ANR Multiplet — 2015-2019
"Multielectronic light driven water activation for oxygen atom transfer reactions under mild conditions"
Coordinator : T. Tron (Aix Marseille Université)
Inorg. Chem. groups involved as partners : Artifical photosynthesis et Fe complexes, bioinspired catalysts for oxidation
1 PhD student, 2 postdocs
This project is centered on the construction of a self-sufficient system allowing Oxygen Atom Transfer Reactions (OATR) by coupling a synthetic sensitizer-catalyst assembly able to photoactivate H2O and generate highly reactive metal oxo species (2e-,2H+ process) to an active robust multi-copper oxidase (laccase) acting as an electron/proton acceptor that performs O2 reduction (4e-,4H+ process).
Key facts
In collaboration with iBiTec-S (CEA), we described the synthesis and study of a RuII–FeII chromophore–catalyst assembly designed to perform the light-induced activation of an iron bound water molecule and subsequent photo-driven oxidation of a substrate. We demonstrate that excitation of the chromophore unit with 450 nm light, in the presence of a sacrificial electron acceptor, triggers a cascade of electron transfers leading to the formation of a high valent iron(IV)–oxo center from an iron(II)-bound water molecule. This proof of concept demonstrate that it is possible to synchronize fast photoinduced electron transfers with slow chemical reactions.
Successive light-induced two electron transfers in a Ru–Fe supramolecular assembly: from Ru–Fe(II)– OH2 to Ru–Fe(IV)–oxo.
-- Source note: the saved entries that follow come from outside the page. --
// Copyright (c) 2026 Robert L. Snyder, Sierra Vista, AZ
// Licensed under the MIT License. See LICENSE file in the project root for details.

//! Tritone substitution of dominant chords.
//!
//! A dominant and the dominant a tritone away share their third and seventh,
//! so every substitute starts from a voice-leading floor of 0.85.

use super::voice_leading::bass_motion_smoothness;
use super::{analysis_key, build, degree_of, function_at, shifted_root, SuggestionStrategy};
use crate::error::Result;
use crate::music::{Chord, ChordProgression, ChordSuggestion, Function, Key, Position, Quality};

const SHARED_TRITONE_FLOOR: f64 = 0.85;

#[derive(Debug, Default, Clone, Copy)]
pub struct SubV7Strategy;

impl SuggestionStrategy for SubV7Strategy {
    fn suggest(&self, progression: &ChordProgression, key: Option<&Key>) -> Result<Vec<ChordSuggestion>> {
        let Some(key) = analysis_key(progression, key) else {
            return Ok(Vec::new());
        };
        let jazz = is_jazz_context(progression);

        let mut suggestions = Vec::new();
        for (i, dominant) in progression.iter().enumerate() {
            if !dominant.quality().is_dominant_family() {
                continue;
            }
            let Some(sub_root) = shifted_root(dominant.root(), 6, true) else {
                continue;
            };
            let Some(primary) = build(sub_root, dominant.quality()) else {
                continue;
            };
            let confidence = confidence(progression, i, dominant, &primary, key, jazz);

            suggestions.push(ChordSuggestion::new(
                primary,
                confidence,
                reasoning(dominant, key),
                Position::Replace(i),
                tritone_voice_leading(progression, i, dominant, &primary),
            ));

            if dominant.quality() == Quality::Dominant7 {
                for quality in [Quality::Dominant9, Quality::Dominant13] {
                    if let Some(extended) = build(sub_root, quality) {
                        suggestions.push(ChordSuggestion::new(
                            extended,
                            confidence * 0.85,
                            format!("Tritone substitution with a {} extension", quality.name()),
                            Position::Replace(i),
                            0.8,
                        ));
                    }
                }
            }

            for (quality, label) in [(Quality::Dominant7Flat5, "♭5"), (Quality::Dominant7Sharp5, "♯5")] {
                if let Some(altered) = build(sub_root, quality) {
                    suggestions.push(ChordSuggestion::new(
                        altered,
                        confidence * 0.75,
                        format!("Altered tritone substitution with {} for jazz color", label),
                        Position::Replace(i),
                        0.75,
                    ));
                }
            }
        }
        Ok(suggestions)
    }

    fn name(&self) -> &'static str {
        "SubV7"
    }
}

fn confidence(
    progression: &ChordProgression,
    index: usize,
    dominant: &Chord,
    substitute: &Chord,
    key: &Key,
    jazz: bool,
) -> f64 {
    let mut confidence: f64 = 0.8;
    if degree_of(dominant, key) == Some(5) {
        confidence += 0.1;
    }
    if smooths_bass_line(progression, index, substitute) {
        confidence += 0.1;
    }
    if function_at(progression, index + 1, key) == Some(Function::Tonic) {
        confidence += 0.1;
    }
    if jazz {
        confidence += 0.15;
    }
    confidence.min(0.95)
}

/// Shared-tritone floor, raised when the substitute's bass moves more
/// smoothly into the next chord than the original did
fn tritone_voice_leading(progression: &ChordProgression, index: usize, dominant: &Chord, substitute: &Chord) -> f64 {
    let mut quality = SHARED_TRITONE_FLOOR;
    if let Some(next) = progression.get(index + 1) {
        if bass_motion_smoothness(substitute, next) > bass_motion_smoothness(dominant, next) {
            quality += 0.1;
        }
    }
    quality.min(1.0)
}

/// Step motion (or unison) into or out of the substitute
fn smooths_bass_line(progression: &ChordProgression, index: usize, substitute: &Chord) -> bool {
    let from_previous = index
        .checked_sub(1)
        .and_then(|p| progression.get(p))
        .is_some_and(|prev| bass_motion_smoothness(prev, substitute) >= 0.8);
    let into_next = progression
        .get(index + 1)
        .is_some_and(|next| bass_motion_smoothness(substitute, next) >= 0.8);
    from_previous || into_next
}

/// At least half the chords are sevenths or extended chords
fn is_jazz_context(progression: &ChordProgression) -> bool {
    let extended = progression
        .iter()
        .filter(|c| {
            matches!(
                c.quality(),
                Quality::Major7
                    | Quality::Minor7
                    | Quality::Dominant7
                    | Quality::Dominant9
                    | Quality::Dominant11
                    | Quality::Dominant13
                    | Quality::Minor9
                    | Quality::Major9
            )
        })
        .count();
    extended * 2 >= progression.len()
}

fn reasoning(dominant: &Chord, key: &Key) -> String {
    if degree_of(dominant, key) == Some(5) {
        format!(
            "Tritone substitution of {} (♭II7 for V7), sharing the same tritone",
            dominant.symbol()
        )
    } else {
        format!(
            "Tritone substitution of {} for chromatic bass motion, sharing the same tritone",
            dominant.symbol()
        )
    }
}

#[cfg(test)]
mod tests {
    use super::*;

    fn progression(symbols: &[&str]) -> ChordProgression {
        ChordProgression::from_symbols(symbols, Some(Key::c_major()), None).unwrap()
    }

    #[test]
    fn test_v7_substitute() {
        let p = progression(&["Dm7", "G7", "Cmaj7"]);
        let suggestions = SubV7Strategy.suggest(&p, None).unwrap();
        let primary = &suggestions[0];
        assert_eq!(primary.chord.symbol(), "Db7");
        assert_eq!(primary.position, Position::Replace(1));
        // Degree 5, resolves to tonic, jazz context
        assert_eq!(primary.confidence, 0.95);
        // Db falling to C reads as a major seventh up, no smoother than G to C
        assert!((primary.voice_leading_quality - 0.85).abs() < 1e-9);
    }

    #[test]
    fn test_smoother_bass_raises_voice_leading() {
        // Db7 rises a whole step to Eb where G7 would rise a fourth
        let p = progression(&["C", "G7", "Eb"]);
        let primary = &SubV7Strategy.suggest(&p, None).unwrap()[0];
        assert_eq!(primary.chord.symbol(), "Db7");
        assert!((primary.voice_leading_quality - 0.95).abs() < 1e-9);
    }

    #[test]
    fn test_variants_for_plain_dominant7() {
        let p = progression(&["C", "G7", "C"]);
        let symbols: Vec<String> = SubV7Strategy
            .suggest(&p, None)
            .unwrap()
            .iter()
            .map(|s| s.chord.symbol())
            .collect();
        assert_eq!(symbols, vec!["Db7", "Db9", "Db13", "Db7b5", "Db7#5"]);
    }

    #[test]
    fn test_extended_dominant_keeps_quality() {
        let p = progression(&["C", "G9", "C"]);
        let suggestions = SubV7Strategy.suggest(&p, None).unwrap();
        assert_eq!(suggestions[0].chord.symbol(), "Db9");
        assert!(!suggestions.iter().any(|s| s.chord.symbol() == "Db13"));
    }

    #[test]
    fn test_non_dominants_ignored() {
        let p = progression(&["C", "Am", "F", "G"]);
        assert!(SubV7Strategy.suggest(&p, None).unwrap().is_empty());
    }

    #[test]
    fn test_reduced_confidence_for_variants() {
        let p = progression(&["C", "G7", "C"]);
        let suggestions = SubV7Strategy.suggest(&p, None).unwrap();
        let primary = suggestions[0].confidence;
        assert!((suggestions[1].confidence - primary * 0.85).abs() < 1e-9);
        assert!((suggestions[3].confidence - primary * 0.75).abs() < 1e-9);
        assert_eq!(suggestions[3].voice_leading_quality, 0.75);
    }
}
// Copyright (c) 2026 Robert L. Snyder, Sierra Vista, AZ
// Licensed under the MIT License. See LICENSE file in the project root for details.

//! Chord progressions and chord suggestions.
//!
//! A [`ChordProgression`] is a non-empty list of chords with a parallel list
//! of durations in beats and an optional key. Transforms return new
//! progressions; [`ChordProgression::set`] is the only in-place mutation.

use std::fmt;

use serde::{Deserialize, Serialize};

use super::chord::Chord;
use super::interval::Interval;
use super::key::{Key, Mode};
use super::scale::ChordSize;
use crate::error::{Result, TheoryError};

/// Default chord duration in beats
pub const DEFAULT_DURATION: f64 = 1.0;

const UPPER_NUMERALS: [&str; 7] = ["I", "II", "III", "IV", "V", "VI", "VII"];
const LOWER_NUMERALS: [&str; 7] = ["i", "ii", "iii", "iv", "v", "vi", "vii"];

/// Where a suggested chord goes in a progression
#[derive(Debug, Clone, Copy, PartialEq, Eq, Hash, PartialOrd, Ord, Serialize, Deserialize)]
#[serde(rename_all = "snake_case")]
pub enum Position {
    /// Replace the chord at this index
    Replace(usize),
    /// Insert a new chord directly after this index
    InsertAfter(usize),
}

impl Position {
    /// Index the position refers to
    pub fn index(self) -> usize {
        match self {
            Position::Replace(i) | Position::InsertAfter(i) => i,
        }
    }

    /// Fractional timeline slot: `i` for replacements, `i + 0.5` for insertions
    pub fn slot(self) -> f64 {
        match self {
            Position::Replace(i) => i as f64,
            Position::InsertAfter(i) => i as f64 + 0.5,
        }
    }

    pub fn is_replacement(self) -> bool {
        matches!(self, Position::Replace(_))
    }
}

impl fmt::Display for Position {
    fn fmt(&self, f: &mut fmt::Formatter<'_>) -> fmt::Result {
        match self {
            Position::Replace(i) => write!(f, "replace {}", i),
            Position::InsertAfter(i) => write!(f, "after {}", i),
        }
    }
}

/// A proposed chord change
#[derive(Debug, Clone, PartialEq, Serialize, Deserialize)]
#[serde(rename_all = "camelCase")]
pub struct ChordSuggestion {
    pub chord: Chord,
    /// Confidence in 0.0..=1.0
    pub confidence: f64,
    pub reasoning: String,
    pub position: Position,
    /// Voice-leading quality in 0.0..=1.0
    pub voice_leading_quality: f64,
    /// Name of the strategy that produced the suggestion
    #[serde(rename = "strategySource", default)]
    pub source: String,
}

impl ChordSuggestion {
    /// Create a suggestion; scores are clamped into 0.0..=1.0
    pub fn new(
        chord: Chord,
        confidence: f64,
        reasoning: impl Into<String>,
        position: Position,
        voice_leading_quality: f64,
    ) -> Self {
        Self {
            chord,
            confidence: clamp_unit(confidence),
            reasoning: reasoning.into(),
            position,
            voice_leading_quality: clamp_unit(voice_leading_quality),
            source: String::new(),
        }
    }

    /// Tag the suggestion with its source strategy
    pub fn with_source(mut self, source: impl Into<String>) -> Self {
        self.source = source.into();
        self
    }
}

fn clamp_unit(value: f64) -> f64 {
    if value.is_nan() {
        0.0
    } else {
        value.clamp(0.0, 1.0)
    }
}

/// Summary of how often chords change
#[derive(Debug, Clone, PartialEq, Serialize)]
pub struct HarmonicRhythm {
    pub total_duration: f64,
    pub average_duration: f64,
    pub fastest_change: f64,
    pub slowest_change: f64,
    /// Number of distinct durations
    pub variety: usize,
}

/// Ordered chords with durations and an optional key
#[derive(Debug, Clone, PartialEq)]
pub struct ChordProgression {
    chords: Vec<Chord>,
    durations: Vec<f64>,
    key: Option<Key>,
}

impl ChordProgression {
    /// Create a progression; durations default to one beat per chord
    pub fn new(chords: Vec<Chord>, key: Option<Key>, durations: Option<Vec<f64>>) -> Result<Self> {
        if chords.is_empty() {
            return Err(TheoryError::EmptyProgression);
        }
        let durations = match durations {
            Some(d) if d.len() != chords.len() => {
                return Err(TheoryError::DurationMismatch {
                    chords: chords.len(),
                    durations: d.len(),
                })
            }
            Some(d) => d,
            None => vec![DEFAULT_DURATION; chords.len()],
        };
        Ok(Self {
            chords,
            durations,
            key,
        })
    }

    /// Build from chord symbols such as `["C", "Am", "F", "G7"]`
    pub fn from_symbols<S: AsRef<str>>(
        symbols: &[S],
        key: Option<Key>,
        durations: Option<Vec<f64>>,
    ) -> Result<Self> {
        let chords = symbols
            .iter()
            .map(|s| Chord::from_symbol(s.as_ref()))
            .collect::<Result<Vec<_>>>()?;
        Self::new(chords, key, durations)
    }

    /// Build from Roman numerals in a key, e.g. `["I", "vi", "IV", "V7"]`
    ///
    /// Chord quality always comes from the key's scale; case is accepted but
    /// not enforced. A trailing `7` selects the diatonic seventh chord.
    pub fn from_roman_numerals<S: AsRef<str>>(
        numerals: &[S],
        key: Key,
        durations: Option<Vec<f64>>,
    ) -> Result<Self> {
        let chords = numerals
            .iter()
            .map(|n| parse_roman_numeral(n.as_ref(), &key))
            .collect::<Result<Vec<_>>>()?;
        Self::new(chords, Some(key), durations)
    }

    pub fn len(&self) -> usize {
        self.chords.len()
    }

    /// Always false; progressions are never empty
    pub fn is_empty(&self) -> bool {
        self.chords.is_empty()
    }

    pub fn chords(&self) -> &[Chord] {
        &self.chords
    }

    pub fn durations(&self) -> &[f64] {
        &self.durations
    }

    pub fn key(&self) -> Option<&Key> {
        self.key.as_ref()
    }

    /// Copy of the progression with a different key
    pub fn with_key(mut self, key: Option<Key>) -> Self {
        self.key = key;
        self
    }

    pub fn get(&self, index: usize) -> Option<&Chord> {
        self.chords.get(index)
    }

    pub fn iter(&self) -> impl Iterator<Item = &Chord> {
        self.chords.iter()
    }

    /// Replace a chord in place
    ///
    /// This is the only mutating operation; prefer [`Self::substitute`] when
    /// the progression is shared.
    pub fn set(&mut self, index: usize, chord: Chord) -> Result<()> {
        let len = self.len();
        let slot = self
            .chords
            .get_mut(index)
            .ok_or(TheoryError::IndexOutOfRange { index, len })?;
        *slot = chord;
        Ok(())
    }

    pub fn total_duration(&self) -> f64 {
        self.durations.iter().sum()
    }

    /// Beat at which each chord starts
    pub fn start_times(&self) -> Vec<f64> {
        self.durations
            .iter()
            .scan(0.0, |t, d| {
                let start = *t;
                *t += d;
                Some(start)
            })
            .collect()
    }

    /// Chords in first-seen order without repeats
    pub fn unique_chords(&self) -> Vec<Chord> {
        let mut unique: Vec<Chord> = Vec::new();
        for chord in &self.chords {
            if !unique.contains(chord) {
                unique.push(*chord);
            }
        }
        unique
    }

    pub fn symbols(&self) -> Vec<String> {
        self.chords.iter().map(|c| c.symbol()).collect()
    }

    /// Roman-numeral analysis in `key`, or the progression's own key
    ///
    /// Major keys capitalize degrees 1, 4 and 5; minor keys capitalize 3, 6
    /// and 7. Non-diatonic chords get a `*`; chords whose root is outside the
    /// scale are shown as `(symbol)`.
    pub fn roman_numerals(&self, key: Option<&Key>) -> Result<Vec<String>> {
        let key = key
            .or(self.key.as_ref())
            .ok_or_else(|| TheoryError::InvalidKey("no key for roman numeral analysis".to_string()))?;

        Ok(self
            .chords
            .iter()
            .map(|chord| {
                let analysis = key.analyze_chord(chord);
                match analysis.degree {
                    Some(degree) => {
                        let upper = match key.mode() {
                            Mode::Major => matches!(degree, 1 | 4 | 5),
                            Mode::Minor => matches!(degree, 3 | 6 | 7),
                        };
                        let table = if upper { &UPPER_NUMERALS } else { &LOWER_NUMERALS };
                        let mut numeral = table[degree - 1].to_string();
                        if !analysis.is_diatonic {
                            numeral.push('*');
                        }
                        numeral
                    }
                    None => format!("({})", chord.symbol()),
                }
            })
            .collect())
    }

    pub fn harmonic_rhythm(&self) -> HarmonicRhythm {
        let total = self.total_duration();
        let mut distinct: Vec<f64> = Vec::new();
        for &d in &self.durations {
            if !distinct.contains(&d) {
                distinct.push(d);
            }
        }
        HarmonicRhythm {
            total_duration: total,
            average_duration: total / self.len() as f64,
            fastest_change: self.durations.iter().copied().fold(f64::INFINITY, f64::min),
            slowest_change: self.durations.iter().copied().fold(f64::NEG_INFINITY, f64::max),
            variety: distinct.len(),
        }
    }

    /// Adjacent chord pairs with the root movement between them
    pub fn transitions(&self) -> Vec<(Chord, Chord, Interval)> {
        self.chords
            .windows(2)
            .map(|pair| (pair[0], pair[1], Interval::between(pair[0].root(), pair[1].root())))
            .collect()
    }

    /// Transpose every chord and the key
    pub fn transpose(&self, semitones: i32) -> Result<Self> {
        let chords = self
            .chords
            .iter()
            .map(|c| c.transpose(semitones))
            .collect::<Result<Vec<_>>>()?;
        Ok(Self {
            chords,
            durations: self.durations.clone(),
            key: self.key.as_ref().map(|k| k.transpose(semitones)),
        })
    }

    /// Copy with the chord at `index` replaced
    pub fn substitute(&self, index: usize, chord: Chord) -> Result<Self> {
        let mut copy = self.clone();
        copy.set(index, chord)?;
        Ok(copy)
    }

    /// Copy with a chord inserted before `index` (`index == len` appends)
    pub fn insert(&self, index: usize, chord: Chord, duration: f64) -> Result<Self> {
        if index > self.len() {
            return Err(TheoryError::IndexOutOfRange {
                index,
                len: self.len(),
            });
        }
        let mut copy = self.clone();
        copy.chords.insert(index, chord);
        copy.durations.insert(index, duration);
        Ok(copy)
    }

    /// Copy followed by another progression; keeps this key
    pub fn extend(&self, other: &ChordProgression) -> Self {
        let mut copy = self.clone();
        copy.chords.extend_from_slice(&other.chords);
        copy.durations.extend_from_slice(&other.durations);
        copy
    }

    /// Copy repeated `times` times
    pub fn repeat(&self, times: usize) -> Result<Self> {
        if times < 1 {
            return Err(TheoryError::InvalidRepeat(times));
        }
        Ok(Self {
            chords: self.chords.repeat(times),
            durations: self.durations.repeat(times),
            key: self.key.clone(),
        })
    }

    /// Copy with a suggestion applied at its position
    pub fn apply(&self, suggestion: &ChordSuggestion) -> Result<Self> {
        match suggestion.position {
            Position::Replace(i) => self.substitute(i, suggestion.chord),
            Position::InsertAfter(i) => self.insert(i + 1, suggestion.chord, DEFAULT_DURATION),
        }
    }
}

fn parse_roman_numeral(numeral: &str, key: &Key) -> Result<Chord> {
    let trimmed = numeral.trim();
    let invalid = || TheoryError::InvalidSymbol(numeral.to_string());

    let (body, size) = match trimmed.strip_suffix('7') {
        Some(body) => (body, ChordSize::Seventh),
        None => (trimmed, ChordSize::Triad),
    };
    let body = body.trim_end_matches(['°', 'o', '+']);

    let degree = UPPER_NUMERALS
        .iter()
        .position(|n| *n == body)
        .or_else(|| LOWER_NUMERALS.iter().position(|n| *n == body))
        .ok_or_else(invalid)?
        + 1;

    key.chord_for_degree(degree, size)
}

impl fmt::Display for ChordProgression {
    fn fmt(&self, f: &mut fmt::Formatter<'_>) -> fmt::Result {
        let parts: Vec<String> = self
            .chords
            .iter()
            .zip(&self.durations)
            .map(|(chord, &duration)| {
                if duration == DEFAULT_DURATION {
                    chord.symbol()
                } else {
                    format!("{}({:?})", chord.symbol(), duration)
                }
            })
            .collect();
        write!(f, "{}", parts.join(" - "))
    }
}

/// One chord of a structured progression
#[derive(Debug, Clone, PartialEq, Serialize, Deserialize)]
pub struct ChordEntry {
    pub symbol: String,
    #[serde(default = "default_duration")]
    pub duration: f64,
}

fn default_duration() -> f64 {
    DEFAULT_DURATION
}

/// Structured progression exchanged with collaborators
///
/// `{key: "C major", chords: [{symbol: "C", duration: 1.0}, ...]}`
#[derive(Debug, Clone, PartialEq, Serialize, Deserialize)]
pub struct ProgressionDoc {
    #[serde(default)]
    pub key: Option<String>,
    pub chords: Vec<ChordEntry>,
}

impl ProgressionDoc {
    /// Validate symbols, durations and key into a progression
    pub fn to_progression(&self) -> Result<ChordProgression> {
        let key = self.key.as_deref().map(Key::parse).transpose()?;
        let symbols: Vec<&str> = self.chords.iter().map(|c| c.symbol.as_str()).collect();
        let durations = self.chords.iter().map(|c| c.duration).collect();
        ChordProgression::from_symbols(&symbols, key, Some(durations))
    }
}

impl From<&ChordProgression> for ProgressionDoc {
    fn from(progression: &ChordProgression) -> Self {
        Self {
            key: progression.key().map(|k| k.to_string()),
            chords: progression
                .chords()
                .iter()
                .zip(progression.durations())
                .map(|(chord, &duration)| ChordEntry {
                    symbol: chord.symbol(),
                    duration,
                })
                .collect(),
        }
    }
}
C. Herrero, A. Quaranta, M. Sircoglou, K. Sénéchal-David, A. Baron, I. M. Marín, C. Buron, J.-P. Baltaze, W. Leibl, A. Aukauloo et al. (2015) Chem. Sci. 6, 2323–2327
In collaboration with our colleagues from Marseille, we have already reported on the proof of concept that it is possible to perform photooxidation of organic substrates in a mixture of a photosensitizer/Laccase without the need for a sacrificial electron donor with O2 acting both as an oxygen atom donor and an electron acceptor
Visible-Light-Driven Oxidation of Organic Substrates with Dioxygen Mediated by a [Ru(bpy)3]2+/Laccase System. L. Schneider, Y. Mekmouche, P. Rousselot-Pailley, A. J. Simaan, V. Robert, M. Réglier, A. Aukauloo, T. Tron (2015) ChemSusChem 8, 3048–3051
However, the mechanism leading to the oxygen atom transfer reaction follows a radical pathway which must be further control for more selective oxidation reaction. We are currently addressing this challenging problem.
Last update on 06.21.2019